The preliminary DNA results indicate that Fiona is likely not related to Godin; however, the sample of Claude’s DNA that Gamache provided is cross-contaminated with multiple different DNA sources. Gamache learns that Robert Mongeau’s wound contained fragments of brick. Mongeau has no memory of who struck him. Knowing that whoever struck him might try again, Gamache brings Mongeau back to Gamache’s own home. He also ensures that as soon as Reine-Marie’s plane lands in Canada, she and Agent Amelia Choquet go directly to the cabin for protection along with the rest of the family.
Myrna has not heard from Harriet for some time, and given the tense atmosphere in the village, she is growing worried, but Fiona tells her that Harriet and Sam were seen returning to the inn where Sam is staying, reassuring her. In fact, Harriet has been struck on the head and knocked unconscious in the woods. She comes to consciousness tied to a tree.
Gamache and Jean-Guy are surprised and angry when Agent Amelia Choquet turns up the Gamache household; Gamache explicitly told her to accompany Reine-Marie to the cabin and focus on keeping her safe. However, Reine-Marie told Amelia to go back to Three Pines to keep Gamache safe. Gamache is angry with her, but is distracted when he sees Sam and Fiona heading toward the town restaurant. He leaves Jean-Guy in the house with Mongeau while he and Amelia head to the restaurant. They arrive just in time to see Myrna confront Sam, demanding to know where Harriet is. Sam responds calmly that Harriet is safely back at the inn and still angry with her aunt. To reassure Myrna, Gamache offers to run a location trace on Harriet’s phone.
Gamache is also still wondering about DNA; he has a theory that Fleming may have deliberately constructed the chronology of his locations in order to imply that he is Fiona’s father, when he is actually the father of Sam. Gamache arranges to get DNA samples from both Fiona and Sam. While he waits on the results, Gamache confronts Amelia about her choice to disobey his orders and return to Three Pines. He rebukes her and tells her to “leave here immediately. You will stay away until recalled” (334).
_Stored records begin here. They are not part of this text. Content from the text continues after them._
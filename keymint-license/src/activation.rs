//! Activation code generation.
//!
//! The activation code is a secondary proof binding a license key to a
//! username: SHA-256 over `username:license_key`, first 16 hex digits
//! upper-cased.

use crate::error::{LicenseError, LicenseResult};
use sha2::{Digest, Sha256};

/// Activation code length in hex digits.
pub const ACTIVATION_CODE_LEN: usize = 16;

/// Derives the activation code for a username and license key.
///
/// Deterministic and pure; stable across calls with the same arguments.
///
/// # Errors
///
/// Returns [`LicenseError::InvalidInput`] if either argument is empty after
/// trimming.
pub fn activation_code(username: &str, license_key: &str) -> LicenseResult<String> {
    let username = username.trim();
    let license_key = license_key.trim();

    if username.is_empty() {
        return Err(LicenseError::InvalidInput(
            "username must not be empty".to_string(),
        ));
    }
    if license_key.is_empty() {
        return Err(LicenseError::InvalidInput(
            "license key must not be empty".to_string(),
        ));
    }

    let mut hasher = Sha256::new();
    hasher.update(username.as_bytes());
    hasher.update(b":");
    hasher.update(license_key.as_bytes());
    let digest = hasher.finalize();

    Ok(hex::encode(&digest[..ACTIVATION_CODE_LEN / 2]).to_uppercase())
}
//! JSON-backed license record store.
//!
//! A single on-disk JSON array owned exclusively by this tool. Every
//! mutating call does a whole-file load-modify-save; writes land in a
//! sibling temp file and are renamed into place, so the store is never left
//! half-written. Concurrent invocations are last-writer-wins: this is a
//! single-user, single-process tool, and file locking is deliberately out of
//! scope.

use crate::error::{LicenseError, LicenseResult};
use crate::identity::{Edition, Identity};
use crate::record::LicenseRecord;
use std::fs;
use std::path::{Path, PathBuf};
use tracing::debug;

/// Where the store file lives.
///
/// Passed in explicitly at construction; the store never resolves ambient
/// global paths.
#[derive(Debug, Clone, PartialEq, Eq)]
pub struct StorageLocation(PathBuf);

impl StorageLocation {
    /// Wraps a path as a storage location.
    #[must_use]
    pub fn new(path: impl Into<PathBuf>) -> Self {
        Self(path.into())
    }

    /// Returns the underlying path.
    #[must_use]
    pub fn path(&self) -> &Path {
        &self.0
    }
}

/// The persisted collection of license records for all usernames ever
/// generated.
pub struct LicenseStore {
    location: StorageLocation,
}

impl LicenseStore {
    /// Opens a store at the given location.
    ///
    /// No I/O happens until the first operation; a missing file reads as an
    /// empty store.
    #[must_use]
    pub fn open(location: StorageLocation) -> Self {
        Self { location }
    }

    /// Appends a record. Never overwrites; re-generating for the same
    /// identity appends a sibling record, and dedup is the caller's call.
    pub fn add(&self, record: &LicenseRecord) -> LicenseResult<()> {
        let mut records = self.load()?;
        records.push(record.clone());
        self.save(&records)?;
        debug!(username = %record.username, "license record added");
        Ok(())
    }

    /// Lists records, optionally filtered by username. Status is computed by
    /// the caller at read time via [`LicenseRecord::status`].
    pub fn list(&self, username: Option<&str>) -> LicenseResult<Vec<LicenseRecord>> {
        let mut records = self.load()?;
        if let Some(username) = username {
            records.retain(|record| record.username == username);
        }
        Ok(records)
    }

    /// Removes all records matching the filter and returns how many were
    /// deleted. Zero matches is a valid idempotent outcome, not an error,
    /// and leaves the file untouched.
    pub fn remove(
        &self,
        username: &str,
        version: Option<&str>,
        edition: Option<Edition>,
    ) -> LicenseResult<usize> {
        let mut records = self.load()?;
        let before = records.len();

        records.retain(|record| {
            !(record.username == username
                && version.is_none_or(|v| record.version == v)
                && edition.is_none_or(|e| record.edition == e))
        });

        let removed = before - records.len();
        if removed > 0 {
            self.save(&records)?;
            debug!(username, removed, "license records removed");
        }
        Ok(removed)
    }

    /// Returns the most recently created record for an exact identity, if
    /// one exists.
    pub fn latest_for(&self, identity: &Identity) -> LicenseResult<Option<LicenseRecord>> {
        let records = self.load()?;
        Ok(records
            .into_iter()
            .filter(|record| record.matches(identity))
            .max_by_key(|record| record.created_at))
    }

    fn load(&self) -> LicenseResult<Vec<LicenseRecord>> {
        let path = self.location.path();
        if !path.exists() {
            return Ok(Vec::new());
        }

        let bytes = fs::read(path)
            .map_err(|e| LicenseError::Store(format!("failed to read {}: {e}", path.display())))?;

        // No schema version tag exists; anything unparseable surfaces as a
        // store error naming the path rather than a guessed migration.
        serde_json::from_slice(&bytes).map_err(|e| {
            LicenseError::Store(format!("unparseable store file {}: {e}", path.display()))
        })
    }

    fn save(&self, records: &[LicenseRecord]) -> LicenseResult<()> {
        let path = self.location.path();

        if let Some(parent) = path.parent() {
            if !parent.as_os_str().is_empty() {
                fs::create_dir_all(parent).map_err(|e| {
                    LicenseError::Store(format!("failed to create {}: {e}", parent.display()))
                })?;
            }
        }

        let json = serde_json::to_vec_pretty(records)?;

        // Write-then-rename so a failed write never clobbers the store.
        let tmp = path.with_extension("json.tmp");
        fs::write(&tmp, &json)
            .map_err(|e| LicenseError::Store(format!("failed to write {}: {e}", tmp.display())))?;
        fs::rename(&tmp, path).map_err(|e| {
            LicenseError::Store(format!("failed to replace {}: {e}", path.display()))
        })?;
        Ok(())
    }
}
Meanwhile, Harriet has freed herself and is trying to find her way through the woods back to the village. At the same time, while Jean-Guy is distracted caring for Mongeau, Fiona sneaks Sam into the Gamache house.
Gamache comes home and reunites with Jean-Guy; the men are aware that Fiona is back, but not that Sam is also in the house. They are suspicious of her. Gamache also receives word confirming that Harriet’s phone is at the inn, which reassures both him and Myrna. Unbeknownst to them, Sam is lurking in the basement, plotting his attack on Gamache before returning to the woods to kill Harriet. Sam looks forward eagerly to “remov[ing] the knife and strik[ing] again. And again. Feeling the breath, the life, leave” (341). Amelia has also followed the orders that Gamache secretly conveyed to her via code while they seemed to be arguing: She has brought samples from Fiona, Sam, and Claude Boisfranc to the forensics team for analysis.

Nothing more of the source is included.